Catholicism in Ireland is being abandoned to obsessive extremists and a religious media more anxious to protect its pockets than engage with realities of faith in the world, a leading priest has said.
"If bishops or priests or intelligent 'lay' Catholics are not prepared to reflectively engage in the public market-place then that space is left open to obsessive Catholic extremists who seek to psychologically bludgeon anyone who doesn't agree with them – and do untold damage to the Catholic faith in Ireland – and to religious media who often seem more anxious to protect their pockets than to engage with the realities of faith in the world," said Fr Brendan Hoban.
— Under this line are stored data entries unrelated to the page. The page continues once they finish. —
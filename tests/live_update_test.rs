use std::fs::{self, OpenOptions};
use std::path::Path;
use std::time::{Duration, SystemTime, UNIX_EPOCH};

use easy_nodes::config::RELOAD_ON_EDIT;
use easy_nodes::error::{ConsistencyError, NodeError, RegistrationError};
use easy_nodes::module::ExpressionModule;
use easy_nodes::prelude::*;
use easy_nodes::runtime::live::{Fingerprint, LiveUpdateTracker, impl_cell, load_impl};
use serde_json::{Map, Value, json};

const MODULE_V1: &str = r#"
module: live_math
nodes:
  - name: combine
    category: Math
    inputs:
      - name: a
        type: INT
        default: 1
      - name: b
        type: INT
        default: 2
    outputs:
      - name: result
        type: INT
        expr: a + b
"#;

const MODULE_V2: &str = r#"
module: live_math
nodes:
  - name: combine
    category: Math
    inputs:
      - name: a
        type: INT
        default: 1
      - name: b
        type: INT
        default: 2
    outputs:
      - name: result
        type: INT
        expr: a * b
"#;

fn constant(value: i64) -> NodeFn {
    node_fn(move |_ctx, _args| Ok(Returned::single(value)))
}

fn touch(path: &Path, time: SystemTime) {
    OpenOptions::new()
        .write(true)
        .open(path)
        .expect("open module file")
        .set_modified(time)
        .expect("set mtime");
}

fn kwargs(value: Value) -> Map<String, Value> {
    match value {
        Value::Object(map) => map,
        _ => panic!("kwargs must be an object"),
    }
}

#[test]
fn test_repeat_registration_requires_newer_and_different() {
    let mut tracker = LiveUpdateTracker::new();
    let cell = impl_cell(constant(0));
    let t0 = UNIX_EPOCH + Duration::from_secs(1_000);
    let v1 = Fingerprint::of_source(Some("return 1"));
    let v2 = Fingerprint::of_source(Some("return 2"));

    // 1. Initial registration
    tracker
        .register_function("m::f", "f", Some("m"), &cell, constant(1), v1, t0)
        .expect("first registration");
    let before = tracker.change_signal("m::f", ChangeToken::Neutral).expect("signal");

    // 2. Same timestamp is rejected
    let err = tracker
        .register_function("m::f", "f", Some("m"), &cell, constant(2), v2, t0)
        .unwrap_err();
    assert!(matches!(err, ConsistencyError::StaleTimestamp { .. }));

    // 3. Newer timestamp but identical fingerprint is rejected
    let err = tracker
        .register_function("m::f", "f", Some("m"), &cell, constant(2), v1, t0 + Duration::from_secs(1))
        .unwrap_err();
    assert!(matches!(err, ConsistencyError::SameFingerprint { .. }));

    // 4. Newer and different succeeds, swaps the shared cell and changes the signal
    tracker
        .register_function("m::f", "f", Some("m"), &cell, constant(2), v2, t0 + Duration::from_secs(2))
        .expect("update");
    let after = tracker.change_signal("m::f", ChangeToken::Neutral).expect("signal");
    assert_ne!(before, after);

    let implementation = load_impl(&cell);
    let returned = implementation(&CallContext::detached(), &Args::default()).expect("call");
    assert_eq!(returned, Returned::single(2));
}

#[test]
fn test_module_edit_hot_swaps_implementation() {
    let dir = tempfile::tempdir().expect("Failed to create temp dir");
    let path = dir.path().join("live_math.yaml");
    fs::write(&path, MODULE_V1).expect("write module");
    let t0 = SystemTime::now() - Duration::from_secs(60);
    touch(&path, t0);

    let mut registry = Registry::new(Settings::default())
        .with_builtin_types()
        .expect("builtins")
        .with_config(MapConfig::new().set(RELOAD_ON_EDIT, true));
    let names = ExpressionModule::register(&path, &mut registry).expect("register module");
    assert_eq!(names, vec!["Combine".to_string()]);

    // 1. Original behaviour
    let output = registry.invoke("Combine", kwargs(json!({"a": 3, "b": 4}))).expect("invoke v1");
    assert_eq!(output.result(), &[json!(7)]);
    let signal_v1 = registry.is_changed("Combine", Map::new()).expect("is_changed v1");

    // 2. Edit the file
    fs::write(&path, MODULE_V2).expect("rewrite module");
    touch(&path, t0 + Duration::from_secs(30));

    // 3. Same node identity, new behaviour and a new change signal
    let output = registry.invoke("Combine", kwargs(json!({"a": 3, "b": 4}))).expect("invoke v2");
    assert_eq!(output.result(), &[json!(12)]);
    let signal_v2 = registry.is_changed("Combine", Map::new()).expect("is_changed v2");
    assert_ne!(signal_v1, signal_v2);
    assert_eq!(registry.node_mappings().len(), 1);

    // 4. No further edit: the signal is stable
    let signal_again = registry.is_changed("Combine", Map::new()).expect("is_changed again");
    assert_eq!(signal_v2, signal_again);
}

#[test]
fn test_reload_disabled_keeps_old_implementation() {
    let dir = tempfile::tempdir().expect("Failed to create temp dir");
    let path = dir.path().join("live_math.yaml");
    fs::write(&path, MODULE_V1).expect("write module");
    let t0 = SystemTime::now() - Duration::from_secs(60);
    touch(&path, t0);

    let mut registry = Registry::new(Settings::default()).with_builtin_types().expect("builtins");
    ExpressionModule::register(&path, &mut registry).expect("register module");

    fs::write(&path, MODULE_V2).expect("rewrite module");
    touch(&path, t0 + Duration::from_secs(30));

    let output = registry.invoke("Combine", kwargs(json!({"a": 3, "b": 4}))).expect("invoke");
    assert_eq!(output.result(), &[json!(7)]);
}

#[test]
fn test_change_signal_mixes_custom_token() {
    let mut registry = Registry::new(Settings::default()).with_builtin_types().expect("builtins");
    let spec = FunctionSpec::new("demo", "load_file")
        .source("fn load_file(path) { read(path) }")
        .required("path", Annotation::of::<String>())
        .returns(Annotation::of::<String>());
    let options = NodeOptions::new().is_changed(|args| {
        let path: String = args.value("path")?;
        Ok(ChangeToken::of(&path))
    });
    registry
        .register_node(spec, options, node_fn(|_ctx, args| Ok(Returned::single(args.value::<String>("path")?))))
        .expect("register");

    let a = registry.is_changed("LoadFile", kwargs(json!({"path": "a.txt"}))).expect("a");
    let a_again = registry.is_changed("LoadFile", kwargs(json!({"path": "a.txt"}))).expect("a again");
    let b = registry.is_changed("LoadFile", kwargs(json!({"path": "b.txt"}))).expect("b");
    assert_eq!(a, a_again);
    assert_ne!(a, b);

    // Predicate errors surface as is_changed failures
    let err = registry.is_changed("LoadFile", Map::new()).unwrap_err();
    assert!(matches!(err, NodeError::IsChanged { .. }));
}

#[test]
fn test_always_run_signal_is_never_equal() {
    let mut registry = Registry::new(Settings::default()).with_builtin_types().expect("builtins");
    registry
        .register_node(
            FunctionSpec::new("demo", "random_seed").returns(Annotation::of::<i64>()),
            NodeOptions::new().always_run(),
            constant(4),
        )
        .expect("register");

    let first = registry.is_changed("RandomSeed", Map::new()).expect("signal");
    let second = registry.is_changed("RandomSeed", Map::new()).expect("signal");
    assert!(first.is_always());
    assert_ne!(first, second);
}

#[test]
fn test_registration_closes_after_first_evaluation() {
    let mut registry = Registry::new(Settings::default()).with_builtin_types().expect("builtins");
    registry
        .register_node(
            FunctionSpec::new("demo", "first").returns(Annotation::of::<i64>()),
            NodeOptions::new(),
            constant(1),
        )
        .expect("register");
    registry.invoke("First", Map::new()).expect("invoke");

    // Duplicates after close are silent no-ops, not errors
    let again = registry
        .register_node(
            FunctionSpec::new("demo", "first").returns(Annotation::of::<i64>()),
            NodeOptions::new(),
            constant(2),
        )
        .expect("no error once closed");
    assert!(again.is_none());
    assert_eq!(registry.num_registered(), 1);
}

#[test]
fn test_duplicate_names_are_rejected() {
    let mut registry = Registry::new(Settings::default()).with_builtin_types().expect("builtins");
    registry.reserve_host_node("LoadImage", "Load Image");
    registry
        .register_node(FunctionSpec::new("demo", "blend").returns(Annotation::of::<i64>()), NodeOptions::new(), constant(1))
        .expect("register");

    // 1. Same function identity
    let err = registry
        .register_node(FunctionSpec::new("demo", "blend").returns(Annotation::of::<i64>()), NodeOptions::new(), constant(1))
        .unwrap_err();
    assert!(matches!(err, NodeError::Registration(RegistrationError::DuplicateFunction(_))));

    // 2. Workflow name taken by the host
    let err = registry
        .register_node(FunctionSpec::new("other", "load_image").returns(Annotation::of::<i64>()), NodeOptions::new(), constant(1))
        .unwrap_err();
    assert!(matches!(err, NodeError::Registration(RegistrationError::DuplicateNode { .. })));

    // 3. Display name clash
    let err = registry
        .register_node(
            FunctionSpec::new("other", "blend_two").returns(Annotation::of::<i64>()),
            NodeOptions::new().display_name("Blend"),
            constant(1),
        )
        .unwrap_err();
    assert!(matches!(err, NodeError::Registration(RegistrationError::DuplicateDisplayName(_))));

    // 4. Two methods of one owner
    registry
        .register_node(
            FunctionSpec::new("demo", "run").method_of("Sharpen", Receiver::Static).returns(Annotation::of::<i64>()),
            NodeOptions::new(),
            constant(1),
        )
        .expect("first method");
    let err = registry
        .register_node(
            FunctionSpec::new("demo", "other_run").method_of("Sharpen", Receiver::Static).returns(Annotation::of::<i64>()),
            NodeOptions::new(),
            constant(1),
        )
        .unwrap_err();
    assert!(matches!(err, NodeError::Registration(RegistrationError::DuplicateOwner(_))));

    assert_eq!(registry.num_registered(), 2);
}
Co-founder of the Association of Catholic Priests, Fr Hoban was commenting on recent remarks by the Archbishop of Dublin Diarmuid Martin bemoaning the dearth of Catholic intellectuals in Ireland.
"Diarmuid Martin has pointed us in the right direction," Fr Hoban said, but "the difficult truth is that there is little institutional support for intellectual debate in the Catholic Church – as distinct from cheer-leaders".
He said: "For example, there is little or no respect for theologians in the upper reaches of the Irish Church, by which I mean theologians of the calibre of Enda McDonagh, Gabriel Daly, Sean Fagan, Vincent McNamara and others rather than those others of whom great things were expected but who now seem often to use every opportunity to ingratiate themselves with church authorities, with an eye to promotion."
The five Irish priests silenced by the Vatican were, he said,"sacrificial lambs hunted down by the Catholic 'stasi', the equivalent of the East German secret police, who wouldn't know their theological arm from their elbow."
That some of the priests “were just effectively helping to explain in ordinary words the insights of theologians and biblical scholars and were ‘silenced’ because of it is an embarrassment beyond words,” he said.
‘Frustration’
In his Western People column, Fr Hoban said "it's more than a source of frustration to hear Catholic education being praised to the skies and then to consider the question: Is there one Catholic intellectual in Ireland, the recipient of a huge personal and institutional investment in Catholic education, who's able and willing to engage with faith questions in the market-place? I can't think of one, I have to confess."
Last week Fr Hoban's latest book, Telling the Story, A Dictionary of Killala Clergy was launched in Ballina Co Mayo by the Bishop of Killala John Fleming.